O mercado de votos que ainda assola o
Brasil
MARCELO ROCHA E HUDSON
CORRÊA
Na lista das profissões
em extinção num Brasil que se moderniza, está o carroceiro. Os poucos que resistem evocam gravuras de Debret
(1768-1848), o pintor francês que fez a crônica visual do Brasil Colônia. No tempo de Debret,
eles transportavam tonéis de água num Rio de Janeiro onde não havia saneamento
básico. No Brasil
de hoje, puxam pesadas
carroças de lixo
reciclável,
em troca de vencimentos que raramente chegam ao salário mínimo. Na cidade
mineira de Betim, município da Grande Belo Horizonte, um carroceiro ganha em média R$ 600 por mês. Para ele, R$ 280 fazem diferença no orçamento. É essa a quantia
que o candidato Carlaile Pedrosa (PSDB) paga a carroceiros em troca de apoio
político – como mostra um vídeo obtido com exclusividade por ÉPOCA e que evoca, na era da urna eletrônica, o Brasil do tempo das
carroças. As imagens abaixo mostram Carlaile, postulante à cadeira de prefeito de Betim, chegando de carro a
um bairro pobre da cidade. Logo depois, uma correligionária dele se encontra
com carroceiros. Tira do envelope um maço de dinheiro. Eles ficam felizes. “Só de o pagamento ser em dinheiro já tá bom demais. Da outra
vez foi em cheque”, afirma um deles. “Vai ter mais 140 ou é só este?”, diz outro – e é
imediatamente informado de que receberá a mesma quantia depois do pleito, caso Carlaile seja eleito.
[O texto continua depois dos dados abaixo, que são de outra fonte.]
//! Shared relay state.
//!
//! DESIGN
//! ======
//! `AppState` is injected into Axum handlers via the `State` extractor and
//! constructed once in `main`, never as an ambient global. It holds the room
//! map behind one `RwLock`. Every mutation takes the write lock, finishes its
//! synchronous bookkeeping, and queues outbound messages with `try_send`
//! before releasing it, so a handler never yields mid-mutation and each room
//! has a single writer at a time.

use std::collections::HashMap;
use std::sync::Arc;

use frames::{DrawingData, ServerMessage, UserRecord};
use tokio::sync::{RwLock, mpsc};
use tracing::warn;
use uuid::Uuid;

use crate::config::RelayConfig;

// =============================================================================
// MEMBERSHIP
// =============================================================================

/// Which room a websocket connection joined, and as whom.
#[derive(Debug, Clone, PartialEq, Eq)]
pub struct Membership {
    pub room_id: String,
    pub user_id: String,
    pub client_id: Uuid,
}

/// A user present in a room, bound to the connection that joined.
pub struct ConnectedUser {
    pub record: UserRecord,
    pub client_id: Uuid,
    pub tx: mpsc::Sender<ServerMessage>,
}

// =============================================================================
// ROOM STATE
// =============================================================================

/// Per-room live state: presence plus the stroke log in arrival order.
pub struct RoomState {
    pub id: String,
    pub users: HashMap<String, ConnectedUser>,
    drawings: Vec<DrawingData>,
    /// Stroke id -> position in `drawings`.
    index: HashMap<String, usize>,
    pub created_at: i64,
    /// Last join, leave, or stroke write. Drives idle sweeping.
    pub last_active: i64,
}

impl RoomState {
    #[must_use]
    pub fn new(id: impl Into<String>, now: i64) -> Self {
        Self {
            id: id.into(),
            users: HashMap::new(),
            drawings: Vec::new(),
            index: HashMap::new(),
            created_at: now,
            last_active: now,
        }
    }

    /// Stored strokes in arrival order.
    #[must_use]
    pub fn drawings(&self) -> &[DrawingData] {
        &self.drawings
    }

    #[must_use]
    pub fn drawing(&self, id: &str) -> Option<&DrawingData> {
        self.index.get(id).map(|&i| &self.drawings[i])
    }

    pub fn drawing_mut(&mut self, id: &str) -> Option<&mut DrawingData> {
        self.index.get(id).map(|&i| &mut self.drawings[i])
    }

    /// Append a stroke unseen so far. Replaces in place if the id is known.
    pub fn push_drawing(&mut self, data: DrawingData) {
        if let Some(&i) = self.index.get(&data.id) {
            self.drawings[i] = data;
            return;
        }
        self.index.insert(data.id.clone(), self.drawings.len());
        self.drawings.push(data);
    }

    /// Drop strokes whose timestamp is older than `now - ttl_ms`.
    /// Returns how many were removed.
    pub fn purge_expired(&mut self, now: i64, ttl_ms: i64) -> usize {
        let cutoff = now.saturating_sub(ttl_ms);
        let before = self.drawings.len();
        self.drawings.retain(|d| d.timestamp >= cutoff);
        let removed = before - self.drawings.len();
        if removed > 0 {
            self.reindex();
        }
        removed
    }

    /// Empty the stroke log.
    pub fn clear_drawings(&mut self) {
        self.drawings.clear();
        self.index.clear();
    }

    fn reindex(&mut self) {
        self.index = self
            .drawings
            .iter()
            .enumerate()
            .map(|(i, d)| (d.id.clone(), i))
            .collect();
    }

    /// Presence records ordered by user id.
    #[must_use]
    pub fn user_records(&self) -> Vec<UserRecord> {
        let mut users: Vec<UserRecord> = self.users.values().map(|u| u.record.clone()).collect();
        users.sort_by(|a, b| a.id.cmp(&b.id));
        users
    }

    /// Whether `member` still owns its seat in this room.
    #[must_use]
    pub fn holds(&self, member: &Membership) -> bool {
        self.users
            .get(&member.user_id)
            .is_some_and(|u| u.client_id == member.client_id)
    }

    /// Queue `msg` for every user in the room except `exclude`.
    ///
    /// Best-effort: a connection whose queue is full misses the message and
    /// recovers on its next join replay.
    pub fn broadcast(&self, msg: &ServerMessage, exclude: Option<&str>) {
        for (user_id, user) in &self.users {
            if exclude == Some(user_id.as_str()) {
                continue;
            }
            if let Err(e) = user.tx.try_send(msg.clone()) {
                warn!(room_id = %self.id, %user_id, event = msg.event(), error = %e, "dropped broadcast");
            }
        }
    }
}

// =============================================================================
// APP STATE
// =============================================================================

/// Shared application state, injected into Axum handlers via State extractor.
/// Clone is required by Axum; all inner fields are Arc-wrapped.
#[derive(Clone)]
pub struct AppState {
    pub rooms: Arc<RwLock<HashMap<String, RoomState>>>,
    pub config: Arc<RelayConfig>,
}

impl AppState {
    #[must_use]
    pub fn new(config: RelayConfig) -> Self {
        Self { rooms: Arc::new(RwLock::new(HashMap::new())), config: Arc::new(config) }
    }
}

// =============================================================================
// TEST HELPERS
// =============================================================================

#[cfg(test)]
pub mod test_helpers {
    use frames::{Point, StrokeStyle};

    use super::*;

    #[must_use]
    pub fn test_app_state() -> AppState {
        AppState::new(RelayConfig::default())
    }

    /// Seed an empty room and return its id.
    pub async fn seed_room(state: &AppState, room_id: &str) -> String {
        let mut rooms = state.rooms.write().await;
        rooms.insert(room_id.to_owned(), RoomState::new(room_id, frames::now_ms()));
        room_id.to_owned()
    }

    /// Put a user into a room directly, returning its membership and inbox.
    pub async fn seat_user(
        state: &AppState,
        room_id: &str,
        user_id: &str,
    ) -> (Membership, mpsc::Receiver<ServerMessage>) {
        let (tx, rx) = mpsc::channel(64);
        let client_id = Uuid::new_v4();
        let mut rooms = state.rooms.write().await;
        let room = rooms.get_mut(room_id).expect("room should exist");
        room.users.insert(
            user_id.to_owned(),
            ConnectedUser { record: UserRecord::new(user_id, "#336699"), client_id, tx },
        );
        (Membership { room_id: room_id.to_owned(), user_id: user_id.to_owned(), client_id }, rx)
    }

    /// A full stroke with `n` points on a diagonal.
    #[must_use]
    pub fn stroke(id: &str, room_id: &str, user_id: &str, n: usize, timestamp: i64) -> DrawingData {
        let mut data = DrawingData::new(id, room_id, user_id, &StrokeStyle::default(), Point::new(0.0, 0.0), timestamp);
        data.points = (0..n)
            .map(|i| {
                #[allow(clippy::cast_precision_loss)]
                let v = i as f64;
                Point::new(v, v)
            })
            .collect();
        data
    }
}

#[cfg(test)]
#[path = "state_test.rs"]
mod tests;
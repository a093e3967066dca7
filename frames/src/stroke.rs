//! Stroke model: points, tools, style, and the `DrawingData` record.
//!
//! A stroke is identified by an opaque id chosen by its author and grows by
//! appending points while the pointer is down. On the wire it travels either
//! as a *full* message (every point known so far) or as an *incremental*
//! message (only the points after `base_point_count`). [`merge_points`] is the
//! single rule both the relay and the clients use to fold a message into the
//! points they already hold.

use serde::{Deserialize, Serialize};

/// Pressure assumed for samples that did not report one.
pub const DEFAULT_PRESSURE: f64 = 0.5;

// =============================================================================
// POINT
// =============================================================================

/// One sampled pointer position in world coordinates.
#[derive(Debug, Clone, Copy, PartialEq, Serialize, Deserialize)]
pub struct Point {
    pub x: f64,
    pub y: f64,
    #[serde(default, skip_serializing_if = "Option::is_none")]
    pub pressure: Option<f64>,
}

impl Point {
    #[must_use]
    pub fn new(x: f64, y: f64) -> Self {
        Self { x, y, pressure: None }
    }

    #[must_use]
    pub fn with_pressure(x: f64, y: f64, pressure: f64) -> Self {
        Self { x, y, pressure: Some(pressure) }
    }

    /// Reported pressure, or [`DEFAULT_PRESSURE`] when the device gave none.
    #[must_use]
    pub fn pressure_or_default(&self) -> f64 {
        self.pressure.unwrap_or(DEFAULT_PRESSURE)
    }

    /// Euclidean distance to another point.
    #[must_use]
    pub fn distance(&self, other: &Point) -> f64 {
        (self.x - other.x).hypot(self.y - other.y)
    }

    /// Linear interpolation toward `other` at `t` in `[0, 1]`.
    ///
    /// Pressure is interpolated only when both ends carry one.
    #[must_use]
    pub fn lerp(&self, other: &Point, t: f64) -> Point {
        let pressure = match (self.pressure, other.pressure) {
            (Some(a), Some(b)) => Some(a + (b - a) * t),
            _ => None,
        };
        Point { x: self.x + (other.x - self.x) * t, y: self.y + (other.y - self.y) * t, pressure }
    }
}

// =============================================================================
// TOOL / STYLE
// =============================================================================

/// Drawing tool tag. The relay forwards it untouched.
#[derive(Debug, Clone, Copy, PartialEq, Eq, Hash, Default, Serialize, Deserialize)]
#[serde(rename_all = "kebab-case")]
pub enum Tool {
    #[default]
    Pen,
    Pencil,
    Brush,
    Marker,
    Highlighter,
    Line,
    Rectangle,
    Circle,
    Eraser,
    Eyedropper,
    Pan,
}

impl Tool {
    /// Tools whose geometry is defined by the first and last point only.
    ///
    /// These get a final full message at stroke end.
    #[must_use]
    pub fn is_endpoint_shape(self) -> bool {
        matches!(self, Self::Line | Self::Rectangle | Self::Circle)
    }

    /// Whether a pointer gesture with this tool produces a stroke record at all.
    #[must_use]
    pub fn creates_stroke(self) -> bool {
        !matches!(self, Self::Eyedropper | Self::Pan)
    }
}

/// Style attributes fixed at stroke start.
#[derive(Debug, Clone, PartialEq, Serialize, Deserialize)]
#[serde(rename_all = "camelCase")]
pub struct StrokeStyle {
    pub tool: Tool,
    pub color: String,
    pub line_width: f64,
    pub opacity: f64,
    #[serde(default, skip_serializing_if = "Option::is_none")]
    pub hardness: Option<f64>,
}

impl Default for StrokeStyle {
    fn default() -> Self {
        Self { tool: Tool::Pen, color: "#000000".to_owned(), line_width: 4.0, opacity: 1.0, hardness: None }
    }
}

// =============================================================================
// DRAWING DATA
// =============================================================================

/// A stroke record, and the unit of synchronization on the wire.
#[derive(Debug, Clone, PartialEq, Serialize, Deserialize)]
#[serde(rename_all = "camelCase")]
pub struct DrawingData {
    pub id: String,
    pub room_id: String,
    pub user_id: String,
    pub tool: Tool,
    pub color: String,
    pub line_width: f64,
    pub opacity: f64,
    #[serde(default, skip_serializing_if = "Option::is_none")]
    pub hardness: Option<f64>,
    pub points: Vec<Point>,
    /// Wall-clock millis at stroke start. Orders rendering and drives TTL expiry.
    pub timestamp: i64,
    #[serde(default, skip_serializing_if = "std::ops::Not::not")]
    pub is_incremental: bool,
    #[serde(default, skip_serializing_if = "Option::is_none")]
    pub base_point_count: Option<usize>,
    /// Soft-delete flag. Local to each peer; absent means visible.
    #[serde(default, skip_serializing_if = "Option::is_none")]
    pub is_deleted: Option<bool>,
}

impl DrawingData {
    /// Start a new stroke record with a single point.
    #[must_use]
    pub fn new(
        id: impl Into<String>,
        room_id: impl Into<String>,
        user_id: impl Into<String>,
        style: &StrokeStyle,
        first: Point,
        timestamp: i64,
    ) -> Self {
        Self {
            id: id.into(),
            room_id: room_id.into(),
            user_id: user_id.into(),
            tool: style.tool,
            color: style.color.clone(),
            line_width: style.line_width,
            opacity: style.opacity,
            hardness: style.hardness,
            points: vec![first],
            timestamp,
            is_incremental: false,
            base_point_count: None,
            is_deleted: None,
        }
    }

    #[must_use]
    pub fn style(&self) -> StrokeStyle {
        StrokeStyle {
            tool: self.tool,
            color: self.color.clone(),
            line_width: self.line_width,
            opacity: self.opacity,
            hardness: self.hardness,
        }
    }

    /// Copy the style attributes of `other` onto this record.
    pub fn adopt_style(&mut self, other: &DrawingData) {
        self.tool = other.tool;
        self.color.clone_from(&other.color);
        self.line_width = other.line_width;
        self.opacity = other.opacity;
        self.hardness = other.hardness;
    }

    /// Whether the record is currently soft-deleted.
    #[must_use]
    pub fn deleted(&self) -> bool {
        self.is_deleted.unwrap_or(false)
    }

    /// Full wire message: every known point, no delta fields, no local flags.
    #[must_use]
    pub fn full(&self) -> DrawingData {
        let mut out = self.clone();
        out.is_incremental = false;
        out.base_point_count = None;
        out.is_deleted = None;
        out
    }

    /// Incremental wire message carrying the points after `base`.
    ///
    /// `base` is clamped to the number of points held.
    #[must_use]
    pub fn incremental_since(&self, base: usize) -> DrawingData {
        let base = base.min(self.points.len());
        DrawingData {
            id: self.id.clone(),
            room_id: self.room_id.clone(),
            user_id: self.user_id.clone(),
            tool: self.tool,
            color: self.color.clone(),
            line_width: self.line_width,
            opacity: self.opacity,
            hardness: self.hardness,
            points: self.points[base..].to_vec(),
            timestamp: self.timestamp,
            is_incremental: true,
            base_point_count: Some(base),
            is_deleted: None,
        }
    }

    /// Base point count of an incremental message, zero for full messages.
    #[must_use]
    pub fn base(&self) -> usize {
        if self.is_incremental { self.base_point_count.unwrap_or(0) } else { 0 }
    }
}

// =============================================================================
// DELTA APPLICATION
// =============================================================================

/// How an incoming message related to the points already held.
#[derive(Debug, Clone, Copy, PartialEq, Eq)]
pub enum PointMerge {
    /// The message extended or replaced the held points.
    Applied,
    /// The message carried nothing newer than what is held; points unchanged.
    Stale,
    /// Incremental base was beyond the held points; suffix appended best-effort.
    Gap { expected: usize, held: usize },
}

impl PointMerge {
    /// Whether the held points changed.
    #[must_use]
    pub fn changed(self) -> bool {
        !matches!(self, Self::Stale)
    }
}

/// Fold `incoming` into `held` in place.
///
/// The held point count never decreases: a full message shorter than what
/// is held, or an incremental whose suffix ends at or before the held end,
/// is stale and leaves `held` untouched. Applying the same incremental
/// message twice is therefore a no-op the second time.
pub fn merge_points(held: &mut Vec<Point>, incoming: &DrawingData) -> PointMerge {
    if !incoming.is_incremental {
        if incoming.points.len() < held.len() {
            return PointMerge::Stale;
        }
        held.clone_from(&incoming.points);
        return PointMerge::Applied;
    }

    let base = incoming.base_point_count.unwrap_or(0);
    let held_len = held.len();

    if base > held_len {
        held.extend_from_slice(&incoming.points);
        return PointMerge::Gap { expected: base, held: held_len };
    }

    if base + incoming.points.len() <= held_len {
        return PointMerge::Stale;
    }

    held.truncate(base);
    held.extend_from_slice(&incoming.points);
    PointMerge::Applied
}

#[cfg(test)]
#[path = "stroke_test.rs"]
mod tests;
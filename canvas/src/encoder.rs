//! Outbound delta encoder for the stroke being authored.
//!
//! The encoder never owns points. The authoritative record lives in the
//! [`crate::doc::DrawingSet`]; the encoder only remembers how many of its
//! points have already gone out (`sent`) and when the last send happened.
//! Every message it produces either starts at zero (full) or at `sent`
//! (incremental), so the cumulative stream a peer reconstructs never skips
//! or repeats a point under in-order delivery.
//!
//! Sends are optimistic: `sent` advances when a message is produced, not
//! when the relay acknowledges it.

#[cfg(test)]
#[path = "encoder_test.rs"]
mod encoder_test;

use frames::DrawingData;

/// Bookkeeping for the one stroke currently being drawn.
#[derive(Debug, Clone)]
struct ActiveStroke {
    /// Stroke id the counters below belong to.
    id: String,
    /// Points already included in some outbound message.
    sent: usize,
    /// Time of the last send, for the batch interval.
    last_flush: i64,
    /// Next send must be a full message.
    force_full: bool,
}

/// Turns a growing point list into full and incremental messages.
#[derive(Debug, Clone)]
pub struct StrokeEncoder {
    max_batch: usize,
    batch_interval_ms: i64,
    active: Option<ActiveStroke>,
}

impl StrokeEncoder {
    #[must_use]
    pub fn new(max_batch: usize, batch_interval_ms: i64) -> Self {
        Self { max_batch: max_batch.max(1), batch_interval_ms, active: None }
    }

    /// Id of the stroke being encoded, if any.
    #[must_use]
    pub fn active_id(&self) -> Option<&str> {
        self.active.as_ref().map(|a| a.id.as_str())
    }

    /// Start encoding `record` and return its opening full message.
    pub fn begin(&mut self, record: &DrawingData, now: i64) -> DrawingData {
        self.active = Some(ActiveStroke {
            id: record.id.clone(),
            sent: record.points.len(),
            last_flush: now,
            force_full: false,
        });
        record.full()
    }

    /// Make the next message for the active stroke a full one. Used after a
    /// rejoin or a remote clear, when the relay may not hold the stroke.
    pub fn force_full(&mut self) {
        if let Some(active) = self.active.as_mut() {
            active.force_full = true;
        }
    }

    /// Points of `record` not yet sent.
    #[must_use]
    pub fn pending(&self, record: &DrawingData) -> usize {
        match &self.active {
            Some(active) if active.id == record.id => record.points.len().saturating_sub(active.sent),
            _ => 0,
        }
    }

    /// Produce a message if the batch is full, the interval elapsed with
    /// points waiting, or a full resend was requested.
    pub fn poll(&mut self, record: &DrawingData, now: i64) -> Option<DrawingData> {
        let pending = self.pending(record);
        let active = self.active.as_mut().filter(|a| a.id == record.id)?;

        if active.force_full {
            active.force_full = false;
            active.sent = record.points.len();
            active.last_flush = now;
            return Some(record.full());
        }

        let due = pending >= self.max_batch || (pending > 0 && now - active.last_flush >= self.batch_interval_ms);
        if !due {
            return None;
        }
        let msg = record.incremental_since(active.sent);
        active.sent = record.points.len();
        active.last_flush = now;
        Some(msg)
    }

    /// Flush whatever is left and stop encoding.
    ///
    /// Endpoint-shape tools get a closing full message so receivers end on
    /// the authoritative geometry even if an increment was lost.
    pub fn finish(&mut self, record: &DrawingData) -> Vec<DrawingData> {
        let pending = self.pending(record);
        let Some(active) = self.active.take().filter(|a| a.id == record.id) else {
            return Vec::new();
        };

        if active.force_full {
            return vec![record.full()];
        }

        let mut out = Vec::with_capacity(2);
        if pending > 0 {
            out.push(record.incremental_since(active.sent));
        }
        if record.tool.is_endpoint_shape() {
            out.push(record.full());
        }
        out
    }

    /// Drop the active stroke without sending anything.
    pub fn abandon(&mut self) {
        self.active = None;
    }
}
As
imagens evocam, tristemente, o folclore do tempo dos coronéis, quando lavradores descalços recebiam o pé direito do sapato
antes da eleição, e o pé esquerdo depois, apenas no caso de vitória do
candidato.
O Rio de Janeiro de 2012, cidade que se
prepara para receber uma Olimpíada e uma final da Copa do Mundo, também tem práticas eleitorais que lembram o Brasil
das carroças. Um relatório obtido com exclusividade por ÉPOCA revela como as milícias – brigadas fora da lei que vendem proteção e outros serviços em
bairros pobres – cobram pedágio de candidatos que querem fazer campanha em seus
“territórios”. De acordo com a apuração comandada pelo procurador da República Maurício da Rocha
Ribeiro, chefe do Ministério
Público Eleitoral no Estado do Rio de Janeiro, o preço-padrão cobrado de candidatos a prefeito é R$ 10 mil, enquanto os vereadores têm de pagar R$ 4 mil. As milícias se
concentram na Zona Oeste da capital carioca e na Baixada Fluminense. As
investigações partiram de um relatório do disque-denúncia – que recebeu 126 queixas de irregularidades nas eleições, 25 delas
apontando envolvimento
de candidatos
com milícias e outras 25 com traficantes de drogas. Nas regiões
dominadas por esses traficantes, o pedágio é ainda mais caro – pode chegar a R$ 50 mil.